From Universities UK:

Members of the panel include:

  • Professor Sir Christopher Snowden, Universities UK President and Vice-Chancellor, University of Surrey
  • Professor Dame Glynis Breakwell, Chair of the Universities UK’s Funding Policy Network and Vice-Chancellor, University of Bath
  • Professor Janet Beer, Vice-Chancellor, Oxford Brookes University
  • Sir David Bell, Vice-Chancellor, University of Reading
  • Will Hutton, Chair of the Independent Commission on Fees
  • Paul Johnson, Director of the Institute for Fiscal Studies (IFS)
  • Emran Mian, Director of the Social Market Foundation
  • Professor David Latchman, Master of Birkbeck, University of London
  • Professor Paul O’Prey, Vice-Chancellor, University of Roehampton
  • Mike Rowley, UK Head of Education, KPMG
  • Professor Sir Steve Smith, Vice-Chancellor, University of Exeter

The finance website Slate has published an interesting article on radical free-market economist Milton Friedman’s views on higher education funding. In 1954, Friedman:

laid out a radical new plan for funding education in a footnote to a lengthy academic volume. He described a system where individuals would sell “stock” in themselves—i.e., a share of their future earnings—to investors who would finance their education and training. “The purchase of such ‘stock’ would be profitable so long as the expected return on investment in training exceeded the market rate of interest,” he and his co-author, Simon Kuznets, wrote.
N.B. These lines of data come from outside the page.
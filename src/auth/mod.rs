use chrono::{Duration, Utc};
use jsonwebtoken::{decode, encode, DecodingKey, EncodingKey, Header, Validation};
use serde::{Deserialize, Serialize};
use thiserror::Error;
use uuid::Uuid;

use crate::config;
use crate::middleware::auth::Identity;

pub mod credentials;
pub mod password;

#[derive(Debug, Serialize, Deserialize)]
pub struct Claims {
    pub id: Uuid,
    pub email: String,
    pub username: String,
    pub exp: i64,
    pub iat: i64,
}

impl Claims {
    pub fn new(identity: &Identity, expiry_hours: u64) -> Self {
        let now = Utc::now();
        let exp = (now + Duration::hours(expiry_hours as i64)).timestamp();

        Self {
            id: identity.id,
            email: identity.email.clone(),
            username: identity.username.clone(),
            exp,
            iat: now.timestamp(),
        }
    }
}

/// Failure to issue a token. Unlike [`TokenError`] these are server-side
/// faults, not bad client input.
#[derive(Debug, Error)]
pub enum JwtError {
    #[error("JWT generation error: {0}")]
    TokenGeneration(String),
    #[error("JWT secret is not configured")]
    InvalidSecret,
}

/// Why a presented token failed verification. Callers treat both the same
/// way (anonymous), but they are kept distinct for diagnostics.
#[derive(Debug, PartialEq, Eq, Error)]
pub enum TokenError {
    #[error("token is malformed or has an invalid signature")]
    Malformed,
    #[error("token has expired")]
    Expired,
}

/// Issues and verifies the signed identity tokens carried in the session
/// cookie. Built once at startup from configuration and shared read-only by
/// all in-flight requests; rotating the secret invalidates every
/// outstanding token.
pub struct TokenService {
    encoding_key: EncodingKey,
    decoding_key: DecodingKey,
    expiry_hours: u64,
}

impl TokenService {
    pub fn new(secret: &str, expiry_hours: u64) -> Result<Self, JwtError> {
        if secret.is_empty() {
            return Err(JwtError::InvalidSecret);
        }

        Ok(Self {
            encoding_key: EncodingKey::from_secret(secret.as_bytes()),
            decoding_key: DecodingKey::from_secret(secret.as_bytes()),
            expiry_hours,
        })
    }

    pub fn from_config() -> Result<Self, JwtError> {
        let security = &config::config().security;
        Self::new(&security.jwt_secret, security.jwt_expiry_hours)
    }

    /// Validity window of issued tokens, in hours. Also used for the cookie
    /// Max-Age so the cookie and the token lapse together.
    pub fn expiry_hours(&self) -> u64 {
        self.expiry_hours
    }

    /// Serialize and sign an identity into a token string.
    pub fn issue(&self, identity: &Identity) -> Result<String, JwtError> {
        let claims = Claims::new(identity, self.expiry_hours);
        encode(&Header::default(), &claims, &self.encoding_key)
            .map_err(|e| JwtError::TokenGeneration(e.to_string()))
    }

    /// Decode a token, checking signature integrity and expiry. A tampered
    /// or expired token is never partially trusted.
    pub fn verify(&self, token: &str) -> Result<Identity, TokenError> {
        let mut validation = Validation::default();
        validation.leeway = 0;

        let token_data =
            decode::<Claims>(token, &self.decoding_key, &validation).map_err(|e| {
                match e.kind() {
                    jsonwebtoken::errors::ErrorKind::ExpiredSignature => TokenError::Expired,
                    _ => TokenError::Malformed,
                }
            })?;

        Ok(Identity::from(token_data.claims))
    }
}

#[cfg(test)]
mod tests {
    use super::*;

    fn service() -> TokenService {
        TokenService::new("test-secret", 1).expect("valid secret")
    }

    fn identity() -> Identity {
        Identity {
            id: Uuid::new_v4(),
            email: "alice@example.com".to_string(),
            username: "alice".to_string(),
        }
    }

    #[test]
    fn empty_secret_is_rejected() {
        assert!(matches!(
            TokenService::new("", 1),
            Err(JwtError::InvalidSecret)
        ));
    }

    #[test]
    fn issue_verify_round_trip() {
        let service = service();
        let identity = identity();

        let token = service.issue(&identity).expect("issue");
        let resolved = service.verify(&token).expect("verify");

        assert_eq!(resolved.id, identity.id);
        assert_eq!(resolved.email, identity.email);
        assert_eq!(resolved.username, identity.username);
    }

    #[test]
    fn tampered_token_is_malformed() {
        let service = service();
        let token = service.issue(&identity()).expect("issue");

        // Flip one byte of the signature segment
        let mut bytes = token.into_bytes();
        let last = bytes.len() - 1;
        bytes[last] = if bytes[last] == b'A' { b'B' } else { b'A' };
        let tampered = String::from_utf8(bytes).expect("ascii");

        assert_eq!(service.verify(&tampered), Err(TokenError::Malformed));
    }

    #[test]
    fn garbage_token_is_malformed() {
        assert_eq!(service().verify("not-a-token"), Err(TokenError::Malformed));
    }

    #[test]
    fn expired_token_is_expired_not_malformed() {
        let service = service();
        let identity = identity();

        // Hand-roll claims with an expiry in the past; same key, so only
        // the expiry check can fail.
        let claims = Claims {
            id: identity.id,
            email: identity.email.clone(),
            username: identity.username.clone(),
            exp: (Utc::now() - Duration::hours(2)).timestamp(),
            iat: (Utc::now() - Duration::hours(3)).timestamp(),
        };
        let token = encode(
            &Header::default(),
            &claims,
            &EncodingKey::from_secret(b"test-secret"),
        )
        .expect("encode");

        assert_eq!(service.verify(&token), Err(TokenError::Expired));
    }

    #[test]
    fn token_signed_with_other_secret_is_malformed() {
        let service = service();
        let other = TokenService::new("other-secret", 1).expect("valid secret");
        let token = other.issue(&identity()).expect("issue");

        assert_eq!(service.verify(&token), Err(TokenError::Malformed));
    }
}
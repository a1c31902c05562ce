use sqlx::{FromRow, PgPool};
use uuid::Uuid;

use crate::database::models::SpotImage;

/// Spot image joined with the owning spot's owner, so authorization can run
/// against the parent without a second lookup.
#[derive(Debug, FromRow)]
pub struct SpotImageWithOwner {
    pub id: Uuid,
    pub spot_id: Uuid,
    pub owner_id: Uuid,
}

pub async fn insert(
    pool: &PgPool,
    spot_id: Uuid,
    url: &str,
    preview: bool,
) -> Result<SpotImage, sqlx::Error> {
    sqlx::query_as::<_, SpotImage>(
        r#"
        INSERT INTO spot_images (spot_id, url, preview)
        VALUES ($1, $2, $3)
        RETURNING *
        "#,
    )
    .bind(spot_id)
    .bind(url)
    .bind(preview)
    .fetch_one(pool)
    .await
}

pub async fn list_for_spot(pool: &PgPool, spot_id: Uuid) -> Result<Vec<SpotImage>, sqlx::Error> {
    sqlx::query_as::<_, SpotImage>(
        "SELECT * FROM spot_images WHERE spot_id = $1 ORDER BY created_at",
    )
    .bind(spot_id)
    .fetch_all(pool)
    .await
}

/// Preview image URL per spot, for listing responses.
#[derive(Debug, FromRow)]
pub struct PreviewImage {
    pub spot_id: Uuid,
    pub url: String,
}

pub async fn previews_for_spots(
    pool: &PgPool,
    spot_ids: &[Uuid],
) -> Result<Vec<PreviewImage>, sqlx::Error> {
    sqlx::query_as::<_, PreviewImage>(
        r#"
        SELECT DISTINCT ON (spot_id) spot_id, url
        FROM spot_images
        WHERE spot_id = ANY($1) AND preview
        ORDER BY spot_id, created_at
        "#,
    )
    .bind(spot_ids)
    .fetch_all(pool)
    .await
}

pub async fn find_with_owner(
    pool: &PgPool,
    id: Uuid,
) -> Result<Option<SpotImageWithOwner>, sqlx::Error> {
    sqlx::query_as::<_, SpotImageWithOwner>(
        r#"
        SELECT si.id, si.spot_id, s.owner_id
        FROM spot_images si
        JOIN spots s ON s.id = si.spot_id
        WHERE si.id = $1
        "#,
    )
    .bind(id)
    .fetch_optional(pool)
    .await
}

pub async fn delete(pool: &PgPool, id: Uuid) -> Result<(), sqlx::Error> {
    sqlx::query("DELETE FROM spot_images WHERE id = $1")
        .bind(id)
        .execute(pool)
        .await?;
    Ok(())
}
use sqlx::PgPool;
use uuid::Uuid;

use crate::database::models::User;

pub struct NewUser {
    pub username: String,
    pub email: String,
    pub hashed_password: String,
    pub first_name: Option<String>,
    pub last_name: Option<String>,
}

/// Look up the full user record (including the hash) by username or email.
///
/// The credential matches either column exactly; the caller never learns
/// which one missed.
pub async fn find_by_credential(pool: &PgPool, credential: &str) -> Result<Option<User>, sqlx::Error> {
    sqlx::query_as::<_, User>(
        "SELECT * FROM users WHERE username = $1 OR email = $1",
    )
    .bind(credential)
    .fetch_optional(pool)
    .await
}

pub async fn find_by_id(pool: &PgPool, id: Uuid) -> Result<Option<User>, sqlx::Error> {
    sqlx::query_as::<_, User>("SELECT * FROM users WHERE id = $1")
        .bind(id)
        .fetch_optional(pool)
        .await
}

pub async fn insert(pool: &PgPool, user: &NewUser) -> Result<User, sqlx::Error> {
    sqlx::query_as::<_, User>(
        r#"
        INSERT INTO users (username, email, hashed_password, first_name, last_name)
        VALUES ($1, $2, $3, $4, $5)
        RETURNING *
        "#,
    )
    .bind(&user.username)
    .bind(&user.email)
    .bind(&user.hashed_password)
    .bind(&user.first_name)
    .bind(&user.last_name)
    .fetch_one(pool)
    .await
}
Surely this idea is too horrible to envisage in real life? Well, that was said about other elements of neoliberal policy, such as mass privatisation of public assets and letting unemployment soar to tackle inflation, until they were tried by governments in Chile, the US and the UK. Now, such notions are common sense amongst the ruling-class everywhere. According to Slate:

Sixty years later, the lending system Friedman envisioned is beginning to take shape. Income share agreements—contracts that allow investors to give individuals money upfront in exchange for a percentage of their future earnings—are quietly gaining a following among critics of the nation’s staggering student-debt problem. New companies such as Upstart, Pave, and Lumni have turned to the investing-in-people model to help talented individuals secure funds for anything from education to business ventures.
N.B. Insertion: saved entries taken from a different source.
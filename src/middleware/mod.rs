pub mod auth;
pub mod session;

pub use auth::Identity;
pub use session::{clear_session_cookie, restore_session, session_cookie, SESSION_COOKIE};
use once_cell::sync::Lazy;
use serde::{Deserialize, Serialize};
use std::env;

#[derive(Debug, Clone, Serialize, Deserialize)]
pub struct AppConfig {
    pub environment: Environment,
    pub database: DatabaseConfig,
    pub api: ApiConfig,
    pub security: SecurityConfig,
}

#[derive(Debug, Clone, Copy, PartialEq, Eq, Serialize, Deserialize)]
pub enum Environment {
    Development,
    Staging,
    Production,
}

#[derive(Debug, Clone, Serialize, Deserialize)]
pub struct DatabaseConfig {
    pub max_connections: u32,
    pub connection_timeout: u64,
}

#[derive(Debug, Clone, Serialize, Deserialize)]
pub struct ApiConfig {
    pub default_page_size: i64,
    pub max_page_size: i64,
    pub enable_request_logging: bool,
}

#[derive(Debug, Clone, Serialize, Deserialize)]
pub struct SecurityConfig {
    pub enable_cors: bool,
    pub jwt_secret: String,
    pub jwt_expiry_hours: u64,
}

impl AppConfig {
    pub fn from_env() -> Self {
        let environment = match env::var("APP_ENV").as_deref() {
            Ok("production") | Ok("prod") => Environment::Production,
            Ok("staging") | Ok("stage") => Environment::Staging,
            _ => Environment::Development,
        };

        // Set defaults based on environment, then override with specific env vars
        match environment {
            Environment::Production => Self::production(),
            Environment::Staging => Self::staging(),
            Environment::Development => Self::development(),
        }
        .with_env_overrides()
    }

    fn with_env_overrides(mut self) -> Self {
        // Database overrides
        if let Ok(v) = env::var("DATABASE_MAX_CONNECTIONS") {
            self.database.max_connections = v.parse().unwrap_or(self.database.max_connections);
        }
        if let Ok(v) = env::var("DATABASE_CONNECTION_TIMEOUT") {
            self.database.connection_timeout = v.parse().unwrap_or(self.database.connection_timeout);
        }

        // API overrides
        if let Ok(v) = env::var("API_DEFAULT_PAGE_SIZE") {
            self.api.default_page_size = v.parse().unwrap_or(self.api.default_page_size);
        }
        if let Ok(v) = env::var("API_MAX_PAGE_SIZE") {
            self.api.max_page_size = v.parse().unwrap_or(self.api.max_page_size);
        }
        if let Ok(v) = env::var("API_ENABLE_REQUEST_LOGGING") {
            self.api.enable_request_logging = v.parse().unwrap_or(self.api.enable_request_logging);
        }

        // Security overrides
        if let Ok(v) = env::var("SECURITY_ENABLE_CORS") {
            self.security.enable_cors = v.parse().unwrap_or(self.security.enable_cors);
        }
        if let Ok(v) = env::var("JWT_SECRET") {
            self.security.jwt_secret = v;
        }
        if let Ok(v) = env::var("JWT_EXPIRY_HOURS") {
            self.security.jwt_expiry_hours = v.parse().unwrap_or(self.security.jwt_expiry_hours);
        }

        self
    }

    fn development() -> Self {
        Self {
            environment: Environment::Development,
            database: DatabaseConfig {
                max_connections: 10,
                connection_timeout: 30,
            },
            api: ApiConfig {
                default_page_size: 20,
                max_page_size: 100,
                enable_request_logging: true,
            },
            security: SecurityConfig {
                enable_cors: true,
                // Dev-only fallback; JWT_SECRET must be set for real deployments
                jwt_secret: "spotstay-dev-secret".to_string(),
                jwt_expiry_hours: 24 * 7, // 1 week
            },
        }
    }

    fn staging() -> Self {
        Self {
            environment: Environment::Staging,
            database: DatabaseConfig {
                max_connections: 20,
                connection_timeout: 10,
            },
            api: ApiConfig {
                default_page_size: 20,
                max_page_size: 100,
                enable_request_logging: true,
            },
            security: SecurityConfig {
                enable_cors: true,
                jwt_secret: String::new(),
                jwt_expiry_hours: 24,
            },
        }
    }

    fn production() -> Self {
        Self {
            environment: Environment::Production,
            database: DatabaseConfig {
                max_connections: 50,
                connection_timeout: 5,
            },
            api: ApiConfig {
                default_page_size: 20,
                max_page_size: 100,
                enable_request_logging: false,
            },
            security: SecurityConfig {
                // Browser clients are same-origin in production; CORS stays off
                enable_cors: false,
                jwt_secret: String::new(),
                jwt_expiry_hours: 24 * 7,
            },
        }
    }

    pub fn is_production(&self) -> bool {
        self.environment == Environment::Production
    }
}

// Global singleton config - initialized once at startup
pub static CONFIG: Lazy<AppConfig> = Lazy::new(AppConfig::from_env);

// Convenience function for accessing config
pub fn config() -> &'static AppConfig {
    &CONFIG
}

#[cfg(test)]
mod tests {
    use super::*;

    #[test]
    fn test_default_development_config() {
        let config = AppConfig::development();
        assert!(config.security.enable_cors);
        assert!(!config.security.jwt_secret.is_empty());
        assert_eq!(config.api.default_page_size, 20);
    }

    #[test]
    fn test_default_production_config() {
        let config = AppConfig::production();
        assert!(!config.security.enable_cors);
        // Production never invents a secret; it must come from the environment
        assert!(config.security.jwt_secret.is_empty());
        assert!(config.is_production());
    }
}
The basic theory behind income share agreements (ISAs) is “that they make life more manageable for the borrower because the debt is repaid in proportion to earnings.” Now, where have we heard that logic before? As Labour List reported earlier this month, the Labour Party leadership is considering replacing tuition fees with a graduate tax:

The most economically sensible way of making a graduate tax viable would be to offer a fixed term repayment period (the NUS previously suggested twenty years) and an increasing tax scale dependent on earnings.  This would make it possible to collect the same amount of revenue as tuition fees whilst ensuring that ability to pay is aligned with amount repaid.

What both systems – ISAs and the graduate tax – have in common is that education is seen as an individual investment in future earnings. With the ISAs, this is financed in advance by a private investor; with the graduate tax, it is financed retrospectively through a tax on individual graduates – essentially, through a tax on learning.
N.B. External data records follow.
use crate::config::toml_config::TomlConfig;
use crate::config::{OutputFormat, RunSettings, DEFAULT_MISSING_QUOTA};
use crate::utils::error::Result;
use crate::utils::validation::{validate_required_field, Validate};
use clap::Parser;

#[derive(Debug, Clone, Parser)]
#[command(name = "assign-scribes")]
#[command(about = "Assign scribes to lecturers using stable matching")]
#[command(after_help = "Required CSV formats:\n  \
    scribe_preferences.csv:   scribe_name,1st_choice,2nd_choice,...\n  \
    lecturer_quotas.csv:      lecturer_name,quota\n  \
    lecturer_preferences.csv: lecturer_name,1st_choice,2nd_choice,...")]
pub struct CliConfig {
    /// CSV file with scribe preferences
    pub scribe_preferences: Option<String>,

    /// CSV file with lecturer preferences (optional)
    #[arg(short = 'p', long)]
    pub lecturer_preferences: Option<String>,

    /// CSV file with lecturer quotas (optional; prompts when absent)
    #[arg(short = 'q', long)]
    pub lecturer_quotas: Option<String>,

    /// TOML run configuration
    #[arg(short, long)]
    pub config: Option<String>,

    /// Output format
    #[arg(short, long, value_enum)]
    pub format: Option<OutputFormat>,

    /// Write results to this file instead of stdout
    #[arg(short, long)]
    pub output: Option<String>,

    /// Quota given to lecturers that scribes rank but no quota source lists
    #[arg(long)]
    pub default_quota: Option<usize>,

    #[arg(long, help = "Only show final results")]
    pub quiet: bool,

    #[arg(short, long, help = "Enable verbose output")]
    pub verbose: bool,

    #[arg(long, help = "Emit logs as JSON")]
    pub log_json: bool,
}

impl CliConfig {
    /// 讀取設定檔（若有），再以命令列參數覆蓋
    pub fn resolve(&self) -> Result<RunSettings> {
        let file = match &self.config {
            Some(path) => {
                tracing::info!("📁 Loading configuration from: {}", path);
                let file = TomlConfig::from_file(path)?;
                file.validate()?;
                file
            }
            None => TomlConfig::default(),
        };

        let scribe_preferences = self
            .scribe_preferences
            .clone()
            .or_else(|| file.scribe_preferences().map(str::to_string));
        let scribe_preferences = validate_required_field("scribe_preferences", &scribe_preferences)?;

        let settings = RunSettings {
            scribe_preferences: scribe_preferences.clone(),
            lecturer_preferences: self
                .lecturer_preferences
                .clone()
                .or_else(|| file.lecturer_preferences().map(str::to_string)),
            lecturer_quotas: self
                .lecturer_quotas
                .clone()
                .or_else(|| file.lecturer_quotas().map(str::to_string)),
            quotas: file.inline_quotas(),
            default_quota: self
                .default_quota
                .or_else(|| file.missing_quota())
                .unwrap_or(DEFAULT_MISSING_QUOTA),
            output_format: self.format.or_else(|| file.output_format()).unwrap_or_default(),
            output_path: self
                .output
                .clone()
                .or_else(|| file.output_path().map(str::to_string)),
        };

        settings.validate()?;
        Ok(settings)
    }
}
ISAs are particularly noxious because they allow private capital to decide which education should be funded. A society without art, literature and philosophy would be a poor one, in every sense. Yet, it is difficult to point to the immediate income dividend from any of these things and such an investment would be risky. Even from the standpoint of capitalism itself, this has dangers. Many technological developments arise from scientific work initially conceived of as theoretical with little intended practical application. It is difficult to foresee which research, or which learning, could prove useful, notwithstanding the fact that we should reject these utilitarian criteria and assert that education for its own sake is valuable.

Even under our current system of loans and fees, private capital is re-shaping education. It does so most directly in the sense of business leaders and the government crafting courses to turn out graduates with the skills to work in industry. Less directly, the growing conception of education as preparation for the world of work means that school-leavers feel pressure to opt for courses more likely to lead to a job.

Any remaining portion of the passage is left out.